A German who claims the CIA illegally whisked him to a secret prison in Afghanistan appeared before Europe's human rights court Wednesday in what could be the final chapter of a case that has shed light on U.S. practices in the war on terror.
Khaled El-Masri, who is of Lebanese descent, says he was brutally interrogated at a secret CIA-run prison in Afghanistan for more than four months after being kidnapped from Macedonia in 2003, apparently mistaken for a terror suspect. He says he went on a hunger strike for 27 days and was eventually flown back to Europe and abandoned in a mountainous area in Albania.
Having failed with previous legal efforts in Germany, Macedonia and the United States, el-Masri has turned to the European Court of Human Rights as a last resort in the hope that it will declare that Macedonia breached his basic rights, said his lawyer.

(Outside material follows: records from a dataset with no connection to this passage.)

use chrono::{DateTime, Utc};
use serde::{Deserialize, Serialize};
use sqlx::FromRow;

/// One probe outcome for one node. Append-only.
#[derive(Debug, Clone, PartialEq, Serialize, Deserialize, FromRow)]
pub struct MonitoringSample {
    pub id: i64,
    pub node_id: i64,
    pub recorded_at: DateTime<Utc>,
    pub latency_ms: Option<i32>,
    pub cpu_pct: Option<f64>,
    pub mem_pct: Option<f64>,
    pub disk_pct: Option<f64>,
    pub connections: Option<i32>,
    pub error: Option<String>,
}

impl MonitoringSample {
    pub fn is_ok(&self) -> bool {
        self.error.is_none()
    }
}
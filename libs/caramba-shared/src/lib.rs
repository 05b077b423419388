use serde::{Deserialize, Serialize};

pub mod panel {
    use super::*;
    use std::fmt;
    use std::str::FromStr;

    /// Point-in-time server status reported by a node's panel.
    #[derive(Debug, Clone, Default, PartialEq, Serialize, Deserialize)]
    pub struct PanelStatus {
        pub cpu_pct: f64,
        pub mem_pct: f64,
        pub disk_pct: f64,
        pub connections: u32,
        pub uptime_secs: u64,
    }

    /// Panel-side address of one subscriber binding: the inbound it lives in
    /// plus the client id inside that inbound.
    #[derive(Debug, Clone, PartialEq, Eq, Hash, Serialize, Deserialize)]
    pub struct BindingRef {
        pub inbound_id: i64,
        pub client_id: String,
    }

    impl BindingRef {
        pub fn new(inbound_id: i64, client_id: impl Into<String>) -> Self {
            Self {
                inbound_id,
                client_id: client_id.into(),
            }
        }
    }

    impl fmt::Display for BindingRef {
        fn fmt(&self, f: &mut fmt::Formatter<'_>) -> fmt::Result {
            write!(f, "{}:{}", self.inbound_id, self.client_id)
        }
    }

    #[derive(Debug, Clone, PartialEq, Eq)]
    pub struct InvalidBindingRef(pub String);

    impl fmt::Display for InvalidBindingRef {
        fn fmt(&self, f: &mut fmt::Formatter<'_>) -> fmt::Result {
            write!(f, "invalid binding reference: {:?}", self.0)
        }
    }

    impl std::error::Error for InvalidBindingRef {}

    impl FromStr for BindingRef {
        type Err = InvalidBindingRef;

        fn from_str(s: &str) -> Result<Self, Self::Err> {
            let (inbound, client) = s
                .split_once(':')
                .ok_or_else(|| InvalidBindingRef(s.to_string()))?;
            let inbound_id = inbound
                .trim()
                .parse::<i64>()
                .map_err(|_| InvalidBindingRef(s.to_string()))?;
            let client = client.trim();
            if client.is_empty() {
                return Err(InvalidBindingRef(s.to_string()));
            }
            Ok(Self::new(inbound_id, client))
        }
    }

    /// Desired state of a binding, used for both create and update.
    #[derive(Debug, Clone, PartialEq, Serialize, Deserialize)]
    pub struct BindingSpec {
        pub inbound_id: i64,
        pub client_id: String,
        /// Human label; panels require it to be unique per inbound.
        pub email: String,
        /// 0 means unlimited.
        pub traffic_limit_bytes: i64,
        /// Unix millis, 0 means never.
        pub expiry_time_ms: i64,
        pub enable: bool,
    }

    impl BindingSpec {
        pub fn binding_ref(&self) -> BindingRef {
            BindingRef::new(self.inbound_id, self.client_id.clone())
        }
    }

    #[derive(Debug, Clone, PartialEq, Serialize, Deserialize)]
    pub struct Binding {
        pub binding_ref: BindingRef,
        pub email: String,
        pub enable: bool,
        pub traffic_limit_bytes: i64,
        pub expiry_time_ms: i64,
    }

    impl From<&BindingSpec> for Binding {
        fn from(spec: &BindingSpec) -> Self {
            Self {
                binding_ref: spec.binding_ref(),
                email: spec.email.clone(),
                enable: spec.enable,
                traffic_limit_bytes: spec.traffic_limit_bytes,
                expiry_time_ms: spec.expiry_time_ms,
            }
        }
    }
}

/// Raw shapes of the 3x-ui style panel HTTP API.
pub mod api {
    use super::*;

    #[derive(Debug, Deserialize)]
    pub struct Envelope<T> {
        pub success: bool,
        #[serde(default)]
        pub msg: String,
        pub obj: Option<T>,
    }

    #[derive(Debug, Clone, Default, Deserialize)]
    pub struct Usage {
        #[serde(default)]
        pub current: u64,
        #[serde(default)]
        pub total: u64,
    }

    impl Usage {
        pub fn percent(&self) -> f64 {
            if self.total == 0 {
                return 0.0;
            }
            (self.current as f64 / self.total as f64 * 100.0).clamp(0.0, 100.0)
        }
    }

    #[derive(Debug, Clone, Default, Deserialize)]
    #[serde(rename_all = "camelCase")]
    pub struct ServerStatus {
        #[serde(default)]
        pub cpu: f64,
        #[serde(default)]
        pub mem: Usage,
        #[serde(default)]
        pub disk: Usage,
        #[serde(default)]
        pub tcp_count: u32,
        #[serde(default)]
        pub uptime: u64,
    }

    impl From<ServerStatus> for panel::PanelStatus {
        fn from(raw: ServerStatus) -> Self {
            Self {
                cpu_pct: raw.cpu.clamp(0.0, 100.0),
                mem_pct: raw.mem.percent(),
                disk_pct: raw.disk.percent(),
                connections: raw.tcp_count,
                uptime_secs: raw.uptime,
            }
        }
    }

    #[derive(Debug, Clone, Deserialize)]
    pub struct Inbound {
        pub id: i64,
        #[serde(default)]
        pub remark: String,
        /// JSON document encoded as a string, holding `clients`.
        #[serde(default)]
        pub settings: String,
    }

    #[derive(Debug, Clone, Serialize, Deserialize)]
    #[serde(rename_all = "camelCase")]
    pub struct Client {
        pub id: String,
        #[serde(default)]
        pub email: String,
        #[serde(default = "default_enable")]
        pub enable: bool,
        #[serde(rename = "totalGB", default)]
        pub total_bytes: i64,
        #[serde(default)]
        pub expiry_time: i64,
    }

    fn default_enable() -> bool {
        true
    }

    #[derive(Debug, Default, Serialize, Deserialize)]
    pub struct InboundSettings {
        #[serde(default)]
        pub clients: Vec<Client>,
    }

    impl Inbound {
        pub fn clients(&self) -> Result<Vec<Client>, serde_json::Error> {
            if self.settings.trim().is_empty() {
                return Ok(Vec::new());
            }
            let settings: InboundSettings = serde_json::from_str(&self.settings)?;
            Ok(settings.clients)
        }

        pub fn bindings(&self) -> Result<Vec<panel::Binding>, serde_json::Error> {
            Ok(self
                .clients()?
                .into_iter()
                .map(|c| panel::Binding {
                    binding_ref: panel::BindingRef::new(self.id, c.id),
                    email: c.email,
                    enable: c.enable,
                    traffic_limit_bytes: c.total_bytes,
                    expiry_time_ms: c.expiry_time,
                })
                .collect())
        }
    }

    impl From<&panel::BindingSpec> for Client {
        fn from(spec: &panel::BindingSpec) -> Self {
            Self {
                id: spec.client_id.clone(),
                email: spec.email.clone(),
                enable: spec.enable,
                total_bytes: spec.traffic_limit_bytes,
                expiry_time: spec.expiry_time_ms,
            }
        }
    }

    /// Body of `settings` for add/update client calls.
    pub fn client_settings(spec: &panel::BindingSpec) -> Result<String, serde_json::Error> {
        serde_json::to_string(&InboundSettings {
            clients: vec![Client::from(spec)],
        })
    }
}

#[cfg(test)]
mod tests {
    use super::api::{Envelope, Inbound, ServerStatus};
    use super::panel::{BindingRef, PanelStatus};

    #[test]
    fn binding_ref_round_trips_through_text() {
        let r: BindingRef = "7:5f1c-aa".parse().unwrap();
        assert_eq!(r, BindingRef::new(7, "5f1c-aa"));
        assert_eq!(r.to_string(), "7:5f1c-aa");
    }

    #[test]
    fn binding_ref_rejects_garbage() {
        assert!("nocolon".parse::<BindingRef>().is_err());
        assert!("x:abc".parse::<BindingRef>().is_err());
        assert!("3:".parse::<BindingRef>().is_err());
    }

    #[test]
    fn server_status_maps_usage_to_percent() {
        let raw = r#"{"success":true,"msg":"","obj":{"cpu":12.5,"mem":{"current":512,"total":1024},"disk":{"current":1,"total":4},"tcpCount":33,"uptime":99}}"#;
        let env: Envelope<ServerStatus> = serde_json::from_str(raw).unwrap();
        assert!(env.success);
        let status = PanelStatus::from(env.obj.unwrap());
        assert_eq!(status.cpu_pct, 12.5);
        assert_eq!(status.mem_pct, 50.0);
        assert_eq!(status.disk_pct, 25.0);
        assert_eq!(status.connections, 33);
    }

    #[test]
    fn inbound_settings_yield_bindings() {
        let inbound = Inbound {
            id: 3,
            remark: "reality".to_string(),
            settings: r#"{"clients":[{"id":"u-1","email":"sub-1","totalGB":1000,"expiryTime":0}]}"#
                .to_string(),
        };
        let bindings = inbound.bindings().unwrap();
        assert_eq!(bindings.len(), 1);
        assert_eq!(bindings[0].binding_ref, BindingRef::new(3, "u-1"));
        assert!(bindings[0].enable);
        assert_eq!(bindings[0].traffic_limit_bytes, 1000);
    }
}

"Mr. El-Masri has spent the last eight years seeking legal redress for the crimes that were committed against him," James Goldston told The Associated Press in a telephone interview. "There is abundant evidence including data on CIA flights to and from (Macedonia's capital) Skopje."
Authorities in Macedonia have denied any involvement in el-Masri's alleged kidnapping and sought Wednesday to have the Strasbourg, France-based court dismiss the case. A lawyer representing the small southeast European nation argued that el-Masri was too slow in filing his initial criminal complaint in Macedonia.